Lohan was appointed captain of the team at the start of the 2000 season, a role he held for three seasons. On 8 September 2002, he captained the team from full-back when Clare qualified to play Kilkenny in the All-Ireland SHC final. He ended the game on the losing side following a 2–20 to 0–19 defeat. Lohan completed his season by winning a fourth All-Star award at full-back.

On 12 September 2006, Lohan announced his retirement from inter-county hurling. His final championship game had been the 2006 All-Ireland SHC semi-final loss to Kilkenny on 13 August.

===Munster===

Lohan also lined out with Munster in the inter-provincial series of games and enjoyed much success.

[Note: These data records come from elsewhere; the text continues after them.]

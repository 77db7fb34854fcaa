// SPDX-License-Identifier: AGPL-3.0
// Style Transfer Core - View projections
//
// Pure functions from controller state to what a frontend should show.

use crate::slot::SlotKind;
use crate::transfer::{ResultImage, TransferController, TransferState};

/// File name offered when downloading a result
pub const DOWNLOAD_FILE_NAME: &str = "stylized-image.png";

/// What the result area shows
#[derive(Debug, Clone, Copy, PartialEq)]
pub enum ResultView<'a> {
    Hidden,
    Loading,
    Ready {
        image: &'a ResultImage,
        download_name: &'static str,
    },
}

impl<'a> ResultView<'a> {
    pub fn project(state: &'a TransferState) -> Self {
        if state.is_submitting() {
            return Self::Loading;
        }

        match &state.result_image {
            Some(image) => Self::Ready {
                image,
                download_name: DOWNLOAD_FILE_NAME,
            },
            None => Self::Hidden,
        }
    }
}

/// State of the action buttons, banner and readout
#[derive(Debug, Clone, PartialEq)]
pub struct ControlsView {
    pub submit_enabled: bool,
    pub submit_label: &'static str,
    pub reset_visible: bool,
    pub error_banner: Option<String>,
    pub processing_time_label: Option<String>,
}

impl ControlsView {
    pub fn project(controller: &TransferController) -> Self {
        let state = controller.state();
        let submitting = state.is_submitting();
        let any_image = !controller.slot(SlotKind::Content).is_empty()
            || !controller.slot(SlotKind::Style).is_empty();

        Self {
            submit_enabled: controller.has_both_images() && !submitting,
            submit_label: if submitting {
                "Processing..."
            } else {
                "Transfer Style"
            },
            reset_visible: any_image || state.result_image.is_some(),
            error_banner: state.error_message.clone(),
            processing_time_label: state
                .processing_time_secs
                .map(|secs| format!("Processed in {}s", secs)),
        }
    }
}

#[cfg(test)]
mod tests {
    use super::*;
    use crate::slot::SelectedFile;
    use crate::transfer::{TransferPhase, TransferSuccess};
    use crate::types::AppError;

    fn image(name: &str) -> SelectedFile {
        SelectedFile::new(name, "image/png", b"png".to_vec())
    }

    #[test]
    fn test_result_view_modes() {
        let idle = TransferState::default();
        assert_eq!(ResultView::project(&idle), ResultView::Hidden);

        let submitting = TransferState {
            phase: TransferPhase::Submitting,
            ..TransferState::default()
        };
        assert_eq!(ResultView::project(&submitting), ResultView::Loading);

        let failed = TransferState {
            phase: TransferPhase::Failed,
            error_message: Some("boom".to_string()),
            ..TransferState::default()
        };
        assert_eq!(ResultView::project(&failed), ResultView::Hidden);

        let result = ResultImage::new("data:image/png;base64,AAAA");
        let succeeded = TransferState {
            phase: TransferPhase::Succeeded,
            result_image: Some(result.clone()),
            processing_time_secs: Some(3.2),
            error_message: None,
        };
        assert_eq!(
            ResultView::project(&succeeded),
            ResultView::Ready {
                image: &result,
                download_name: "stylized-image.png",
            }
        );
    }

    #[test]
    fn test_controls_follow_controller() {
        let mut controller = TransferController::new();
        let controls = ControlsView::project(&controller);
        assert!(!controls.submit_enabled);
        assert!(!controls.reset_visible);
        assert_eq!(controls.submit_label, "Transfer Style");

        controller.select(SlotKind::Content, image("content.png"));
        let controls = ControlsView::project(&controller);
        assert!(!controls.submit_enabled);
        assert!(controls.reset_visible);

        controller.select(SlotKind::Style, image("style.png"));
        assert!(ControlsView::project(&controller).submit_enabled);

        let pending = controller.submit().unwrap();
        let controls = ControlsView::project(&controller);
        assert!(!controls.submit_enabled);
        assert_eq!(controls.submit_label, "Processing...");

        controller.resolve(
            pending.ticket,
            Ok(TransferSuccess {
                result_image: ResultImage::new("data:image/png;base64,AAAA"),
                processing_time_secs: Some(3.2),
            }),
        );
        let controls = ControlsView::project(&controller);
        assert!(controls.submit_enabled);
        assert_eq!(
            controls.processing_time_label.as_deref(),
            Some("Processed in 3.2s")
        );
        assert_eq!(controls.error_banner, None);
    }

    #[test]
    fn test_reset_visible_with_only_a_result() {
        let mut controller = TransferController::new();
        controller.select(SlotKind::Content, image("content.png"));
        controller.select(SlotKind::Style, image("style.png"));
        let pending = controller.submit().unwrap();
        controller.resolve(
            pending.ticket,
            Ok(TransferSuccess {
                result_image: ResultImage::new("https://cdn.example.com/out.png"),
                processing_time_secs: None,
            }),
        );
        controller.clear(SlotKind::Content);
        controller.clear(SlotKind::Style);

        let controls = ControlsView::project(&controller);
        assert!(controls.reset_visible);
        assert!(!controls.submit_enabled);
        assert_eq!(controls.processing_time_label, None);
    }

    #[test]
    fn test_error_banner() {
        let mut controller = TransferController::new();
        controller.select(SlotKind::Content, image("content.png"));
        controller.select(SlotKind::Style, image("style.png"));
        let pending = controller.submit().unwrap();
        controller.resolve(pending.ticket, Err(AppError::Timeout));

        let controls = ControlsView::project(&controller);
        assert_eq!(
            controls.error_banner.as_deref(),
            Some("Failed to process images. Please try again.")
        );
        assert!(controls.submit_enabled);
    }
}
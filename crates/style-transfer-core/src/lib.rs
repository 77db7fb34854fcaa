// SPDX-License-Identifier: AGPL-3.0
// Style Transfer Core - Shared logic for all frontends
//
// This crate provides:
// - AppSettings and AppError types
// - SettingsStore for startup configuration
// - UploadSlot and the picker's ImageFileFilter
// - TransferController, the upload/transfer/result state machine
// - ResultView and ControlsView projections
// - StyleTransferClient for the remote processing service
//
// Frontend-specific code lives in separate crates.

pub mod client;
pub mod download;
pub mod settings;
pub mod slot;
pub mod transfer;
pub mod types;
pub mod view;

// Re-export commonly used items
pub use client::{ServiceHealth, StyleTransferClient};
pub use settings::SettingsStore;
pub use slot::{ImageFileFilter, PreviewHandle, SelectedFile, SlotKind, UploadSlot};
pub use transfer::{
    PendingTransfer, Resolution, ResultImage, TransferController, TransferPhase, TransferRequest,
    TransferState, TransferSuccess, TransferTicket,
};
pub use types::{AppError, AppSettings};
pub use view::{ControlsView, ResultView, DOWNLOAD_FILE_NAME};
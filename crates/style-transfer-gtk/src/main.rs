// SPDX-License-Identifier: AGPL-3.0
// Style Transfer GTK - GTK4/Libadwaita frontend

mod application;
mod services;
mod views;
mod widgets;
mod window;

use gtk4::prelude::*;
use tracing_subscriber::EnvFilter;

const APP_ID: &str = "com.styletransfer.Client";

fn main() -> glib::ExitCode {
    // Initialize logging
    let mut filter = EnvFilter::from_default_env();
    for directive in ["style_transfer_gtk=info", "style_transfer_core=info"] {
        if let Ok(directive) = directive.parse() {
            filter = filter.add_directive(directive);
        }
    }
    tracing_subscriber::fmt().with_env_filter(filter).init();

    tracing::info!("Starting Style Transfer GTK v{}", env!("CARGO_PKG_VERSION"));

    // Create and run application
    let app = application::StyleTransferApplication::new(APP_ID);
    app.run()
}
// SPDX-License-Identifier: AGPL-3.0
// Style Transfer GTK - Application

use crate::services::TransferBridge;
use crate::window::StyleTransferWindow;
use gtk4::gio;
use gtk4::prelude::*;
use gtk4::subclass::prelude::ObjectSubclassIsExt;
use libadwaita as adw;
use std::cell::OnceCell;
use style_transfer_core::{AppError, AppSettings, SettingsStore, StyleTransferClient};

mod imp {
    use super::*;
    use gtk4::subclass::prelude::*;
    use libadwaita::subclass::prelude::*;

    #[derive(Default)]
    pub struct StyleTransferApplication {
        pub settings_store: OnceCell<SettingsStore>,
        pub transfer_bridge: OnceCell<TransferBridge>,
    }

    #[glib::object_subclass]
    impl ObjectSubclass for StyleTransferApplication {
        const NAME: &'static str = "StyleTransferApplication";
        type Type = super::StyleTransferApplication;
        type ParentType = adw::Application;
    }

    impl ObjectImpl for StyleTransferApplication {}

    impl ApplicationImpl for StyleTransferApplication {
        fn activate(&self) {
            let app = self.obj();

            // Initialize services if not already done
            if self.settings_store.get().is_none() {
                if let Err(e) = app.init_services() {
                    tracing::error!("Failed to start: {}", e);
                    app.quit();
                    return;
                }
            }

            // Create window
            let window = StyleTransferWindow::new(&app);

            // Start health polling after window is fully constructed
            window.setup_service_status(&app);

            window.present();
        }

        fn startup(&self) {
            self.parent_startup();

            // Set up application actions
            let app = self.obj();
            app.setup_actions();
        }
    }

    impl GtkApplicationImpl for StyleTransferApplication {}
    impl AdwApplicationImpl for StyleTransferApplication {}
}

glib::wrapper! {
    pub struct StyleTransferApplication(ObjectSubclass<imp::StyleTransferApplication>)
        @extends gio::Application, gtk4::Application, adw::Application,
        @implements gio::ActionGroup, gio::ActionMap;
}

impl StyleTransferApplication {
    pub fn new(app_id: &str) -> Self {
        glib::Object::builder()
            .property("application-id", app_id)
            .property("flags", gio::ApplicationFlags::default())
            .build()
    }

    fn init_services(&self) -> Result<(), AppError> {
        let imp = self.imp();

        // Settings and client
        let settings_store = SettingsStore::new()?;
        let settings = settings_store.get();
        let client = StyleTransferClient::new(&settings)?;
        let transfer_bridge = TransferBridge::new(client)?;

        tracing::info!("Using processing service at {}", settings.api_base_url);

        let _ = imp.settings_store.set(settings_store);
        let _ = imp.transfer_bridge.set(transfer_bridge);

        self.apply_theme(&settings.theme);
        Ok(())
    }

    fn setup_actions(&self) {
        // Quit action
        let quit_action = gio::SimpleAction::new("quit", None);
        quit_action.connect_activate(glib::clone!(
            #[weak(rename_to = app)]
            self,
            move |_, _| {
                app.quit();
            }
        ));
        self.add_action(&quit_action);

        // About action
        let about_action = gio::SimpleAction::new("about", None);
        about_action.connect_activate(glib::clone!(
            #[weak(rename_to = app)]
            self,
            move |_, _| {
                app.show_about_dialog();
            }
        ));
        self.add_action(&about_action);

        // Set up keyboard shortcuts
        self.set_accels_for_action("app.quit", &["<Control>q"]);
    }

    fn show_about_dialog(&self) {
        let window = self.active_window();

        let dialog = adw::AboutWindow::builder()
            .application_name("Style Transfer")
            .application_icon("applications-graphics-symbolic")
            .version(env!("CARGO_PKG_VERSION"))
            .developer_name("Style Transfer Contributors")
            .license_type(gtk4::License::Agpl30)
            .comments("Apply the style of one image to the content of another.")
            .build();

        if let Some(win) = window {
            dialog.set_transient_for(Some(&win));
        }
        dialog.present();
    }

    pub fn apply_theme(&self, theme: &str) {
        let style_manager = adw::StyleManager::default();

        let color_scheme = match theme {
            "dark" => adw::ColorScheme::ForceDark,
            "light" => adw::ColorScheme::ForceLight,
            _ => adw::ColorScheme::Default,
        };

        style_manager.set_color_scheme(color_scheme);
    }

    pub fn transfer_bridge(&self) -> Option<&TransferBridge> {
        self.imp().transfer_bridge.get()
    }

    pub fn settings(&self) -> AppSettings {
        self.imp()
            .settings_store
            .get()
            .map(|store| store.get())
            .unwrap_or_default()
    }
}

After being an unused substitute in Munster's successful 1995 campaign, Lohan made it on to the starting fifteen in 1996. A 2–20 to 0–10 trouncing of Leinster gave him his first Railway Cup medal on the field of play.

Munster made it three-in-a-row in 1997, with Lohan winning a second Railway Cup medal following another defeat of Leinster.

After leaving the team for two seasons, Lohan returned to the fill-back position in 2000. A narrow 3–15 to 2–15 defeat of Leinster gave him his third Railway Cup medal.

==Managerial career==
===Patrickswell===

In retirement from playing Lohan has become involved in team management and coaching. After working with various juvenile teams in his own Wolfe Tones club, he joined Gary Kirby's Patrickswell management team in 2010. Just over a year later he took over as manager of the club's senior team.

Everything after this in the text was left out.